GIVEN RECORDS:
Segment Open

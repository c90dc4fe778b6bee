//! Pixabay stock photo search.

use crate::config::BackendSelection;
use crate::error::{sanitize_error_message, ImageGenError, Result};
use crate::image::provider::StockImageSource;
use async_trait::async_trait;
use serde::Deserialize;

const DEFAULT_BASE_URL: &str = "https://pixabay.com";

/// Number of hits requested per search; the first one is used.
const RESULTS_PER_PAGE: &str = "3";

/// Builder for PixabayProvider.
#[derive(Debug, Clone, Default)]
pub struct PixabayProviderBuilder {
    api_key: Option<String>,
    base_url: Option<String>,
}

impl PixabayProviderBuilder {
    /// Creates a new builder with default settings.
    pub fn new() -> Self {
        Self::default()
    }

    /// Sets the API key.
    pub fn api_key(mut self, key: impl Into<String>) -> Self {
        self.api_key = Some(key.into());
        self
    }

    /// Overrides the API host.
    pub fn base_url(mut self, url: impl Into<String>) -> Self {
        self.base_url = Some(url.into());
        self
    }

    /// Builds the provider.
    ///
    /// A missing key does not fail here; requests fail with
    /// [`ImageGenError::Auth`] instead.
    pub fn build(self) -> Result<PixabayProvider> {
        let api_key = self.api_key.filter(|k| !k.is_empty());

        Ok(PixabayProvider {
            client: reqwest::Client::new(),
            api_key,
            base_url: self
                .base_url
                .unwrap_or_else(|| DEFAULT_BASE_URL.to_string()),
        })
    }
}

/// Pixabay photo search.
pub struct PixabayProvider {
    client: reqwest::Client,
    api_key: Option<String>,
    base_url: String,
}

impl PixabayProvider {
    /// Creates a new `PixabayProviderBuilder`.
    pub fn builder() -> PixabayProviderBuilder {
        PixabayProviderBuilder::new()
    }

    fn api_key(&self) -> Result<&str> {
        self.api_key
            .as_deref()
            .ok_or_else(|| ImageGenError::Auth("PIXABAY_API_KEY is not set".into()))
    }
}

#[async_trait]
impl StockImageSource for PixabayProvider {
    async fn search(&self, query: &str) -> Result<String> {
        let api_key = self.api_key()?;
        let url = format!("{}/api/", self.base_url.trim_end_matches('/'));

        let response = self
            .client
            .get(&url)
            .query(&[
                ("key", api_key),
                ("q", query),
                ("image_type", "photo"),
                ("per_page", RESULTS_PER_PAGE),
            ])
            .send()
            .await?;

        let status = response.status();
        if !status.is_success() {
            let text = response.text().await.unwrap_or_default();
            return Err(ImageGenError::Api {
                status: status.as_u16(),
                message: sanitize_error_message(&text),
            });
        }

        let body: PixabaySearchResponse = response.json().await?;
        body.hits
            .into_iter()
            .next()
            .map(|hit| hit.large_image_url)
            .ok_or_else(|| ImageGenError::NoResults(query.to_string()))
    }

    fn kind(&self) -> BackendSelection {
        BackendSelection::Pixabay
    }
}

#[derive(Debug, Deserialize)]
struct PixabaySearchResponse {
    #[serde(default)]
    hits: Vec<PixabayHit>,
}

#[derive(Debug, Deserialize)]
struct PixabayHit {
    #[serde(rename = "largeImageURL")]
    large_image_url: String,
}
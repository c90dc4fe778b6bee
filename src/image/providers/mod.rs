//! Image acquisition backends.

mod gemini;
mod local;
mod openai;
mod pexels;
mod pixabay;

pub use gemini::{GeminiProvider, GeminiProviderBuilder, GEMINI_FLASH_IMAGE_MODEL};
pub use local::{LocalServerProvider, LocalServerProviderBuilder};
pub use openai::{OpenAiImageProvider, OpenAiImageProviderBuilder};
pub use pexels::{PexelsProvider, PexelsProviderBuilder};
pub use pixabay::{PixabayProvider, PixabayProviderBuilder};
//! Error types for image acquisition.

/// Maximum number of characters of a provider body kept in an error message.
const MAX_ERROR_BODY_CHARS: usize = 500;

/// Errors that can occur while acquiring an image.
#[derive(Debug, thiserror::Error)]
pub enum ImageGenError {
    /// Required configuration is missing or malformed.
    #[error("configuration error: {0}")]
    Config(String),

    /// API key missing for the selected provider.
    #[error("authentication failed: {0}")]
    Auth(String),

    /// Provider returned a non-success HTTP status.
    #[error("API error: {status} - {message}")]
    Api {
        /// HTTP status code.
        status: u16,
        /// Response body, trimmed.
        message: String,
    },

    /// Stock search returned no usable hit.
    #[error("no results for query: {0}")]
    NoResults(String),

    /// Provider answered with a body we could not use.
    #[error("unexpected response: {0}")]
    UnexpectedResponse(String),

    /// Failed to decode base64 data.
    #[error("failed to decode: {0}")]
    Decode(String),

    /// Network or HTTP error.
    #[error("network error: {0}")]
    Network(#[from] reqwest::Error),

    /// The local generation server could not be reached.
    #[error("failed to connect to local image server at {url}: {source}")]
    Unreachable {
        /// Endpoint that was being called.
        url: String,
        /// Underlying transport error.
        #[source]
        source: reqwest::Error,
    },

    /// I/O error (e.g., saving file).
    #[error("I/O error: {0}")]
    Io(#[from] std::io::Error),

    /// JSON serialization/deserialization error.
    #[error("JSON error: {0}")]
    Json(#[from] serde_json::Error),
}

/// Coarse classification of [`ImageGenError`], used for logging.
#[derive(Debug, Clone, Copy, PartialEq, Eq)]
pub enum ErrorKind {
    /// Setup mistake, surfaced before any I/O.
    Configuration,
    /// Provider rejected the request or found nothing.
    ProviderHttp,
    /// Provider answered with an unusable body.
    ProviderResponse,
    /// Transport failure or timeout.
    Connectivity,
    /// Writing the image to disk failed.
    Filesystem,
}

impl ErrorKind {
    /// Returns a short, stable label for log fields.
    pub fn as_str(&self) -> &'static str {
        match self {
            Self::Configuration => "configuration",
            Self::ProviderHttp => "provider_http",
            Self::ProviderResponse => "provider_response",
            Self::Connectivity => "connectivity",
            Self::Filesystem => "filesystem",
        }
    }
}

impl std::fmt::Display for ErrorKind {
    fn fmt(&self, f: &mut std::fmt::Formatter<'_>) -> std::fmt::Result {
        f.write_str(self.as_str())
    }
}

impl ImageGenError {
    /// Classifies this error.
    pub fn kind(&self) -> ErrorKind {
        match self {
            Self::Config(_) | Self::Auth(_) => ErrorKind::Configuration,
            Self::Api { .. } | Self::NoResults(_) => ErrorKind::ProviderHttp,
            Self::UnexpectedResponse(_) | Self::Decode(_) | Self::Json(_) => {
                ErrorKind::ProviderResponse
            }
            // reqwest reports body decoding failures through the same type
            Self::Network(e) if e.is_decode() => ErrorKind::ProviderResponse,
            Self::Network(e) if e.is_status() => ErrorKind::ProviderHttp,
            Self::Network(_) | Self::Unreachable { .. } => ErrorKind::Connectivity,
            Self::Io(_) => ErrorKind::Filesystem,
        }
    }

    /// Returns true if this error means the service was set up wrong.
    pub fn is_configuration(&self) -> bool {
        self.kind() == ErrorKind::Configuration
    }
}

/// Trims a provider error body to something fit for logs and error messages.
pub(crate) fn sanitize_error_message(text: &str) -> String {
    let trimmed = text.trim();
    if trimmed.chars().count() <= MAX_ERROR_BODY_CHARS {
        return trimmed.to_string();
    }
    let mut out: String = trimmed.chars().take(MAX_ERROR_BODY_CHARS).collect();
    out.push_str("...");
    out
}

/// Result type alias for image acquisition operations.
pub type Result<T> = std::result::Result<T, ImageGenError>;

Segment Closed

YOUR OBJECTIVE: Go through the records and copy each line with "PixabayProviderBuilder" in it.

THE COMPLETED TASK:
pub struct PixabayProviderBuilder {
impl PixabayProviderBuilder {
    /// Creates a new `PixabayProviderBuilder`.
    pub fn builder() -> PixabayProviderBuilder {
        PixabayProviderBuilder::new()
pub use pixabay::{PixabayProvider, PixabayProviderBuilder};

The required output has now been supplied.